Cel: kupno butów. Czas obserwacji: 30 min.
Razem z moją dziewczyną udaliśmy się na poszukiwania butów na lato. Przeszliśmy się po deptaku i odwiedziliśmy parę sklepów obuwniczych. Jednym z nich był Adidas. Znana i lubiana przez wiele osób marka. Weszliśmy do sklepu. W środku były dwie osoby obsługujące. Pani stała przy kasie, a Pan prezentował innemu klientowi buty. W środku było czysto, towar ładnie poukładany na półkach, koszulki rozwieszone na wieszakach, ogólnie panował skład i ład.
Zaczęliśmy oglądać buty, moją dziewczynę zainteresował jeden z modeli i chciała go przymierzyć, dlatego też poprosiła mężczyznę o swój numer.
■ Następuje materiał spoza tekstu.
//! Uniform provider adapter contract.
//!
//! One adapter instance exists per active playback session. The adapter
//! translates the coordinator's control calls into provider-specific
//! operations (an embedded surface driven over the host channel, or a
//! native SDK) and reports lifecycle and position events back through an
//! [`AdapterSink`].
//!
//! Every emitted signal carries the generation the adapter was created
//! under. The coordinator bumps its generation counter before tearing an
//! adapter down, so late signals from a replaced adapter compare stale and
//! are discarded rather than corrupting the new session.

use async_trait::async_trait;
use serde::{Deserialize, Serialize};
use tokio::sync::mpsc;
use tracing::trace;

use crate::error::Result;
use crate::types::{AuthoritativeStatus, PlaybackRequest, ProviderKind};

/// Normalized event from an adapter to the coordinator.
#[derive(Debug, Clone, Serialize, Deserialize, PartialEq)]
#[serde(tag = "type", content = "payload")]
pub enum AdapterSignal {
    /// The adapter finished setup and can accept control calls.
    Ready,
    /// Partial authoritative state update; unset fields keep their
    /// previous values.
    Status(AuthoritativeStatus),
    /// The current track played to completion.
    TrackEnded,
    /// Provider-reported playback error. Non-fatal errors leave the
    /// session alive; playback may resume on the next status update.
    Error { message: String, fatal: bool },
    /// The adapter cannot continue on its current capability path and the
    /// coordinator should retry on a lower one.
    Downgrade { reason: String },
    /// The rendering surface entered or left platform full-screen.
    FullscreenChanged { active: bool },
}

/// Signal plus the adapter generation that produced it.
#[derive(Debug, Clone)]
pub struct AdapterEnvelope {
    pub generation: u64,
    pub signal: AdapterSignal,
}

/// Handle adapters use to report back to the coordinator.
///
/// Cheap to clone; each clone carries the same generation tag. Sends after
/// the coordinator has dropped its receiver are ignored.
#[derive(Debug, Clone)]
pub struct AdapterSink {
    generation: u64,
    tx: mpsc::UnboundedSender<AdapterEnvelope>,
}

impl AdapterSink {
    pub fn new(generation: u64, tx: mpsc::UnboundedSender<AdapterEnvelope>) -> Self {
        Self { generation, tx }
    }

    pub fn generation(&self) -> u64 {
        self.generation
    }

    pub fn emit(&self, signal: AdapterSignal) {
        trace!(generation = self.generation, ?signal, "Adapter signal");
        let _ = self.tx.send(AdapterEnvelope {
            generation: self.generation,
            signal,
        });
    }
}

/// Uniform playback control surface, implemented per provider family.
///
/// All operations are infallible from the caller's perspective in the sense
/// that errors never propagate past the coordinator: implementations catch
/// provider failures internally and report them as [`AdapterSignal::Error`]
/// or [`AdapterSignal::Downgrade`] instead of returning them where possible.
/// A returned `Err` means the control call itself could not be delivered.
#[async_trait]
pub trait ProviderAdapter: Send + Sync {
    /// Provider family this adapter drives.
    fn provider(&self) -> &ProviderKind;

    /// Whether in-place seeking works on this playback path. When false the
    /// coordinator disables the seek control and [`seek`](Self::seek) is a
    /// no-op.
    fn supports_seek(&self) -> bool;

    /// Begin session setup and start playback of the requested track.
    /// Readiness is reported asynchronously via [`AdapterSignal::Ready`].
    async fn start(&mut self, request: &PlaybackRequest) -> Result<()>;

    /// Resume playback, optionally from an explicit offset.
    async fn play(&mut self, start_offset_ms: Option<u64>) -> Result<()>;

    async fn pause(&mut self) -> Result<()>;

    /// Seek to `position_ms`. Must be a no-op on paths that do not support
    /// seeking, never an error.
    async fn seek(&mut self, position_ms: u64) -> Result<()>;

    /// Volume in `[0.0, 1.0]`.
    async fn set_volume(&mut self, volume: f32) -> Result<()>;

    async fn set_mute(&mut self, muted: bool) -> Result<()>;

    /// Release every resource the adapter holds: background polls, timers,
    /// the rendering surface. Must be idempotent and safe to call on an
    /// adapter that never finished initializing.
    async fn teardown(&mut self) -> Result<()>;
}

/// Selects and constructs the adapter for a playback request.
///
/// `degraded` is true when a previous attempt for the same request signaled
/// a capability downgrade; the factory must then return a lower-capability
/// path (or an error if none exists).
#[async_trait]
pub trait AdapterFactory: Send + Sync {
    async fn create(
        &self,
        request: &PlaybackRequest,
        degraded: bool,
        sink: AdapterSink,
    ) -> Result<Box<dyn ProviderAdapter>>;
}
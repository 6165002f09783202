//! Play queue with identity-preserving mutations.
//!
//! The queue is owned by the coordinator; UI panels read it and request
//! mutations through coordinator methods. All mutations preserve the
//! identity of the currently playing entry unless it is itself removed.

use rand::seq::SliceRandom;
use rand::Rng;
use tracing::debug;

use crate::error::{PlayerError, Result};
use crate::types::QueueTrack;

#[derive(Debug, Default, Clone)]
pub struct PlayQueue {
    tracks: Vec<QueueTrack>,
    /// `None` means no active queue position.
    current_index: Option<usize>,
}

impl PlayQueue {
    pub fn new() -> Self {
        Self::default()
    }

    pub fn from_tracks(tracks: Vec<QueueTrack>) -> Self {
        Self {
            tracks,
            current_index: None,
        }
    }

    pub fn len(&self) -> usize {
        self.tracks.len()
    }

    pub fn is_empty(&self) -> bool {
        self.tracks.is_empty()
    }

    pub fn tracks(&self) -> &[QueueTrack] {
        &self.tracks
    }

    pub fn current_index(&self) -> Option<usize> {
        self.current_index
    }

    pub fn current_track(&self) -> Option<&QueueTrack> {
        self.current_index.and_then(|i| self.tracks.get(i))
    }

    pub fn push(&mut self, track: QueueTrack) {
        self.tracks.push(track);
    }

    /// Replace the queue contents and the active position in one step.
    pub fn set_tracks(&mut self, tracks: Vec<QueueTrack>, current_index: Option<usize>) {
        self.tracks = tracks;
        self.current_index = current_index.filter(|i| *i < self.tracks.len());
    }

    /// Mark `index` as the active position and return its entry.
    pub fn select(&mut self, index: usize) -> Result<&QueueTrack> {
        if index >= self.tracks.len() {
            return Err(PlayerError::QueueIndexOutOfBounds {
                index,
                len: self.tracks.len(),
            });
        }
        self.current_index = Some(index);
        Ok(&self.tracks[index])
    }

    /// Move to the next entry, if one exists.
    pub fn advance(&mut self) -> Option<&QueueTrack> {
        let next = match self.current_index {
            Some(i) if i + 1 < self.tracks.len() => i + 1,
            Some(_) => return None,
            None => return None,
        };
        self.current_index = Some(next);
        self.tracks.get(next)
    }

    /// Move to the previous entry, if one exists.
    pub fn retreat(&mut self) -> Option<&QueueTrack> {
        let previous = match self.current_index {
            Some(i) if i > 0 => i - 1,
            _ => return None,
        };
        self.current_index = Some(previous);
        self.tracks.get(previous)
    }

    /// Remove the entry at `index`.
    ///
    /// When the removed entry sits below the active position the index is
    /// decremented so the same logical entry stays active. Removing the
    /// active entry leaves the index pointing at the following entry,
    /// clamped to the new length.
    pub fn remove(&mut self, index: usize) -> Result<QueueTrack> {
        if index >= self.tracks.len() {
            return Err(PlayerError::QueueIndexOutOfBounds {
                index,
                len: self.tracks.len(),
            });
        }
        let removed = self.tracks.remove(index);
        self.current_index = match self.current_index {
            Some(current) if index < current => Some(current - 1),
            Some(current) if current >= self.tracks.len() => {
                self.tracks.len().checked_sub(1)
            }
            other => other,
        };
        debug!(index, remaining = self.tracks.len(), "Removed queue entry");
        Ok(removed)
    }

    /// Replace the queue with a caller-supplied ordering of (a superset or
    /// subset of) its entries. The active position is recomputed by the
    /// identity of the currently playing entry, not its old index.
    pub fn reorder(&mut self, new_order: Vec<QueueTrack>) {
        let current_identity = self
            .current_track()
            .map(|t| (t.provider.clone(), t.track_id.clone()));
        self.tracks = new_order;
        self.current_index = current_identity.and_then(|(provider, track_id)| {
            self.tracks
                .iter()
                .position(|t| t.identity() == (&provider, track_id.as_str()))
        });
    }

    /// Randomize the queue order while keeping the currently playing entry
    /// at its position.
    pub fn shuffle_with<R: Rng>(&mut self, rng: &mut R) {
        let Some(current) = self.current_index else {
            self.tracks.shuffle(rng);
            return;
        };
        let pinned = self.tracks.remove(current);
        self.tracks.shuffle(rng);
        self.tracks.insert(current.min(self.tracks.len()), pinned);
        // Position unchanged; only the surrounding order moved.
    }

    pub fn shuffle(&mut self) {
        self.shuffle_with(&mut rand::thread_rng());
    }

    /// Empty the queue without touching the active track's playback.
    pub fn clear(&mut self) {
        self.tracks.clear();
        self.current_index = None;
    }
}

#[cfg(test)]
mod tests {
    use super::*;
    use crate::types::ProviderKind;
    use rand::rngs::StdRng;
    use rand::SeedableRng;

    fn track(id: &str) -> QueueTrack {
        QueueTrack::new(ProviderKind::YouTube, id)
    }

    fn queue_of(ids: &[&str]) -> PlayQueue {
        PlayQueue::from_tracks(ids.iter().map(|id| track(id)).collect())
    }

    #[test]
    fn select_validates_bounds() {
        let mut queue = queue_of(&["t1", "t2"]);
        assert!(queue.select(1).is_ok());
        assert!(matches!(
            queue.select(2),
            Err(PlayerError::QueueIndexOutOfBounds { index: 2, len: 2 })
        ));
        // A failed select leaves the position untouched.
        assert_eq!(queue.current_index(), Some(1));
    }

    #[test]
    fn advance_and_retreat_respect_bounds() {
        let mut queue = queue_of(&["t1", "t2", "t3"]);
        queue.select(0).unwrap();

        assert_eq!(queue.advance().map(|t| t.track_id.as_str()), Some("t2"));
        assert_eq!(queue.advance().map(|t| t.track_id.as_str()), Some("t3"));
        assert!(queue.advance().is_none());
        assert_eq!(queue.current_index(), Some(2));

        assert_eq!(queue.retreat().map(|t| t.track_id.as_str()), Some("t2"));
        queue.select(0).unwrap();
        assert!(queue.retreat().is_none());
    }

    #[test]
    fn remove_below_current_preserves_active_track() {
        let mut queue = queue_of(&["t1", "t2", "t3"]);
        queue.select(1).unwrap();

        let removed = queue.remove(0).unwrap();
        assert_eq!(removed.track_id, "t1");
        assert_eq!(
            queue.tracks().iter().map(|t| t.track_id.as_str()).collect::<Vec<_>>(),
            vec!["t2", "t3"]
        );
        assert_eq!(queue.current_index(), Some(0));
        assert_eq!(queue.current_track().map(|t| t.track_id.as_str()), Some("t2"));
    }

    #[test]
    fn remove_above_current_leaves_index_alone() {
        let mut queue = queue_of(&["t1", "t2", "t3"]);
        queue.select(0).unwrap();
        queue.remove(2).unwrap();
        assert_eq!(queue.current_track().map(|t| t.track_id.as_str()), Some("t1"));
    }

    #[test]
    fn removing_last_active_entry_clamps_index() {
        let mut queue = queue_of(&["t1", "t2"]);
        queue.select(1).unwrap();
        queue.remove(1).unwrap();
        assert_eq!(queue.current_index(), Some(0));

        queue.remove(0).unwrap();
        assert_eq!(queue.current_index(), None);
    }

    #[test]
    fn reorder_recomputes_index_by_identity() {
        let mut queue = queue_of(&["t1", "t2", "t3"]);
        queue.select(1).unwrap();

        queue.reorder(vec![track("t3"), track("t1"), track("t2")]);
        assert_eq!(queue.current_index(), Some(2));
        assert_eq!(queue.current_track().map(|t| t.track_id.as_str()), Some("t2"));
    }

    #[test]
    fn reorder_dropping_active_entry_clears_index() {
        let mut queue = queue_of(&["t1", "t2"]);
        queue.select(0).unwrap();
        queue.reorder(vec![track("t2")]);
        assert_eq!(queue.current_index(), None);
    }

    #[test]
    fn shuffle_pins_the_active_entry() {
        let mut queue = queue_of(&["t1", "t2", "t3", "t4", "t5"]);
        queue.select(2).unwrap();

        let mut rng = StdRng::seed_from_u64(42);
        queue.shuffle_with(&mut rng);

        assert_eq!(queue.current_index(), Some(2));
        assert_eq!(queue.current_track().map(|t| t.track_id.as_str()), Some("t3"));
        assert_eq!(queue.len(), 5);
    }

    #[test]
    fn clear_empties_without_active_position() {
        let mut queue = queue_of(&["t1", "t2"]);
        queue.select(0).unwrap();
        queue.clear();
        assert!(queue.is_empty());
        assert_eq!(queue.current_index(), None);
    }
}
Długo nie czekając Pan powiedział, że powinien być i za chwilę go przyniósł. Między czasie inny klient poprosił o kolejny numer do przymiarki. Mężczyzna znów poszedł szukać numeru na zaplecze. Moja dziewczyna między czasie poprosiła o kolejny rozmiar do przymiarki, tu właśnie zauważyliśmy, że mężczyzna nie za bardzo był chętny do pracy. Sprawiał wrażenie osoby, która nie chce pracować, a także osoby chłodnej emocjonalnie. Można powiedzieć, że robił to bo musiał, a nie dlatego, że chciał. Było to bardzo zauważalne, a zarazem niemiłe dla nas klientów. Między czasie zainteresował mnie jeden rodzaj butów, dlatego postanowiłem o niego zapytać – jaki to model? Ku mojemu zdziwieniu dostałem informację o tym, że sklep nie podaje takich informacji – odpowiedz była chłodna. Co mnie zdziwiło, bowiem w innym sklepie Adidasa sprzedawca bez problemu udzielił mi takiej informacji.
Pracownicy byli ubrani w ciuchy Adidasa, na sportowo. Ubiór był odpowiedni do miejsca pracy.
Jeśli chodzi o szybkość obsługi, to była ona odpowiednia.
Zastrzeżenia i zmiany:
- nie podobał mi się sposób w jaki mężczyzna obsługiwał swoich klientów. Widać było, że nie chce mu się pracować, a ciągłe podawanie butów sprawia mu problem – warto byłoby porozmawiać z pracownikiem, bowiem takim zachowaniem zniechęca klientów do jakiegokolwiek kupna.
- nie rozumiem dlaczego pracownik nie mógł udzielić informacji odnośnie produktu? w innych sklepach Adidasa nie było żadnych problemów. Może rzeczywiście tak mu nakazał szef. Z drugiej strony mogło to wynikać z nieznajomości oferty i asortymentu sklepu. Mężczyzna nawet nie kwapił się do tego by spojrzeć na pudełko i przeczytać nazwę modelu (tak robili w innych sklepach) tylko od razu chłodno burknął, że sklep nie udziela takich informacji, a klient chyba ma prawo do tego by wiedzieć co chce kupić.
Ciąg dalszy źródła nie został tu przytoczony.